Dicterow's musical gifts became apparent when, at age 11, he made his solo debut with the Tchaikovsky Violin Concerto with the Los Angeles Philharmonic Orchestra. Harold Dicterow, his father, served as principal of the second violin section in the Los Angeles Philharmonic for 52 years. Over the following years, Dicterow became one of the most sought-after young violinists, appearing as soloist from coast to coast.

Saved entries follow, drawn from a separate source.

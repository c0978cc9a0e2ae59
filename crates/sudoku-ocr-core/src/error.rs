use crate::Axis;

/// Input that the pipeline cannot process at all.
#[derive(thiserror::Error, Debug, Clone, PartialEq, Eq)]
pub enum InputError {
    #[error("empty image (width={width}, height={height})")]
    EmptyImage { width: usize, height: usize },

    #[error("pixel buffer length mismatch (expected {expected} values, got {got})")]
    BufferSizeMismatch { expected: usize, got: usize },

    #[error("mask value {value} at index {index} is not binary")]
    NonBinaryValue { value: u8, index: usize },

    #[error("cropping collapsed along the {axis} axis; image has no content")]
    DegenerateCrop { axis: Axis },

    #[error("{width}x{height} image is too small to split into a 9x9 grid")]
    TooSmallForGrid { width: usize, height: usize },

    #[error("crop rectangle {rect:?} outside {width}x{height} image")]
    CropOutOfBounds {
        rect: [usize; 4],
        width: usize,
        height: usize,
    },
}
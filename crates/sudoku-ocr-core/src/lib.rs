//! Image primitives for Sudoku board digitization.
//!
//! This crate is intentionally small and works on plain 8-bit buffers. It
//! does *not* decode image files or know about labels; that lives in the
//! `sudoku-ocr-knn` and `sudoku-ocr` crates.
//!
//! Stages, leaf first:
//! 1. [`binarize`] a [`PixelGrid`] into a [`BinaryMask`] with a fixed threshold.
//! 2. Crop the board to its frame ([`crop_to_frame`]) or tighten a sample to
//!    its content ([`shrink_to_content`]).
//! 3. Split the board into 81 cells ([`split_board`]).
//! 4. Trim each cell's grid lines ([`trim_cell_margin`]) and isolate its
//!    glyph ([`isolate_glyph`]).
//! 5. Reduce the glyph to a 101-component [`FeatureVector`].

mod binarize;
mod crop;
mod error;
mod features;
mod glyph;
mod image;
mod logger;
mod rect;
mod split;

pub use binarize::{binarize, BinaryMask, BACKGROUND, DEFAULT_INK_THRESHOLD, INK};
pub use crop::{
    crop_to_frame, frame_search, is_border_line, longest_run, shrink, shrink_to_content,
    tolerance_sweep, trim_cell_margin, BorderSearchParams, LinePolarity, ShrinkOutcome,
    SweepOrder,
};
pub use error::InputError;
pub use features::{
    extract_features, FeatureVector, FeatureVectorError, FEATURE_LATTICE, FEATURE_LEN,
};
pub use glyph::{ink_runs, isolate_glyph, GlyphIsolation, InkRun};
pub use image::PixelGrid;
pub use rect::{Axis, CropRect};
pub use split::{split_board, CellSlice, GridSplitter, BOARD_SIZE, CELL_COUNT};

#[cfg(feature = "tracing")]
pub use logger::init_tracing;

pub use logger::{init_with_level, level_from_verbosity};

Dicterow went on to win numerous awards and competitions, including the Young Musicians Foundation Award and Coleman Award (Los Angeles), The Julia Klumpke Award (San Francisco), and the Bronze Medal in the International Tchaikovsky Competition (1970). He is a graduate of The Juilliard School, where he was a student of Ivan Galamian. Other teachers have included Erno Neufeld, Eudice Shapiro, Naoum Blinder, Manuel Compinsky, Jascha Heifetz and Henryk Szeryng.

Career 
In 1967 he appeared as soloist with the New York Philharmonic under the baton of Andre Kostelanetz in the Tchaikovsky Violin Concerto. He was then 18 years old. In 1980 he joined the Orchestra as Concertmaster and has since performed as soloist every year. Prior to joining the New York Philharmonic, Dicterow served as Associate Concertmaster and Concertmaster of the Los Angeles Philharmonic. During a New York Philharmonic tour of major American cities in 1986, Dicterow was featured in Leonard Bernstein's Serenade with the composer conducting. In 1990 he played the Carmen Fantasy by Waxman under the direction of Zubin Mehta in a Live from Lincoln Center concert telecast. In 1982, Dicterow was a soloist in the Orchestra's concert at the White House.

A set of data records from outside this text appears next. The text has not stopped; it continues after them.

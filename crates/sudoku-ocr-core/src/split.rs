//! Partition a cropped board into its 9x9 cells.

use crate::{CropRect, InputError, PixelGrid};
use std::iter::FusedIterator;

/// Cells per board side.
pub const BOARD_SIZE: usize = 9;
/// Cells per board.
pub const CELL_COUNT: usize = BOARD_SIZE * BOARD_SIZE;

/// One cell cut out of a board image.
#[derive(Clone, Debug, PartialEq, Eq)]
pub struct CellSlice {
    pub row: usize,
    pub col: usize,
    /// Where the cell sits inside the board image.
    pub rect: CropRect,
    pub image: PixelGrid,
}

/// Single-pass iterator over the 81 cells of a board, row-major.
///
/// Cells are `floor(W/9) x floor(H/9)`; the last column and the last row
/// absorb the remainder, so slices tile the board exactly.
#[derive(Debug)]
pub struct GridSplitter<'a> {
    board: &'a PixelGrid,
    cell_w: usize,
    cell_h: usize,
    next: usize,
}

impl<'a> GridSplitter<'a> {
    /// Start splitting `board`, which must be at least 9x9 pixels.
    pub fn new(board: &'a PixelGrid) -> Result<Self, InputError> {
        if board.width() < BOARD_SIZE || board.height() < BOARD_SIZE {
            return Err(InputError::TooSmallForGrid {
                width: board.width(),
                height: board.height(),
            });
        }
        Ok(Self {
            board,
            cell_w: board.width() / BOARD_SIZE,
            cell_h: board.height() / BOARD_SIZE,
            next: 0,
        })
    }

    /// Rectangle of cell `(row, col)` inside the board.
    pub fn cell_rect(&self, row: usize, col: usize) -> CropRect {
        let span = |i: usize, step: usize, extent: usize| {
            let start = i * step;
            let end = if i + 1 == BOARD_SIZE {
                extent
            } else {
                (i + 1) * step
            };
            (start, end - 1)
        };
        let (top, bottom) = span(row, self.cell_h, self.board.height());
        let (left, right) = span(col, self.cell_w, self.board.width());
        CropRect {
            top,
            left,
            bottom,
            right,
        }
    }
}

impl Iterator for GridSplitter<'_> {
    type Item = CellSlice;

    fn next(&mut self) -> Option<CellSlice> {
        if self.next >= CELL_COUNT {
            return None;
        }
        let (row, col) = (self.next / BOARD_SIZE, self.next % BOARD_SIZE);
        self.next += 1;
        let rect = self.cell_rect(row, col);
        // `cell_rect` always fits the board, so the crop cannot fail.
        let image = self.board.crop(rect).ok()?;
        Some(CellSlice {
            row,
            col,
            rect,
            image,
        })
    }

    fn size_hint(&self) -> (usize, Option<usize>) {
        let left = CELL_COUNT.saturating_sub(self.next);
        (left, Some(left))
    }
}

impl ExactSizeIterator for GridSplitter<'_> {}
impl FusedIterator for GridSplitter<'_> {}

/// Convenience wrapper around [`GridSplitter::new`].
pub fn split_board(board: &PixelGrid) -> Result<GridSplitter<'_>, InputError> {
    GridSplitter::new(board)
}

In recent years, Dicterow has been the featured soloist with the New York Philharmonic in Prokofiev's Second Violin Concerto with guest conductor Yuri Temirkanov, Gian Carlo Menotti's Violin Concerto under the direction of Kurt Masur, and Bruch's Violin Concerto No. 1 with Christian Thielemann. During the Philharmonic's 1998 Asian Tour, he was soloist in the Barber Violin Concerto in Manila, Korea, and in Beijing, China, where he performed in The Great Hall of the People to an audience of more than 10,000 people. In the 2005–06 season, he was the soloist in Mozart's Violin Concerto No. 3, K.216 with Bramwell Tovey conducting, and Mozart's Serenade No. 7 in D major, K.248B, "Haffner", with Sir Colin Davis. In the 2006–07 season he played the Brahms Double Concerto with Philharmonic Principal Cello Carter Brey in New York and on the Orchestra's 2007 European Tour.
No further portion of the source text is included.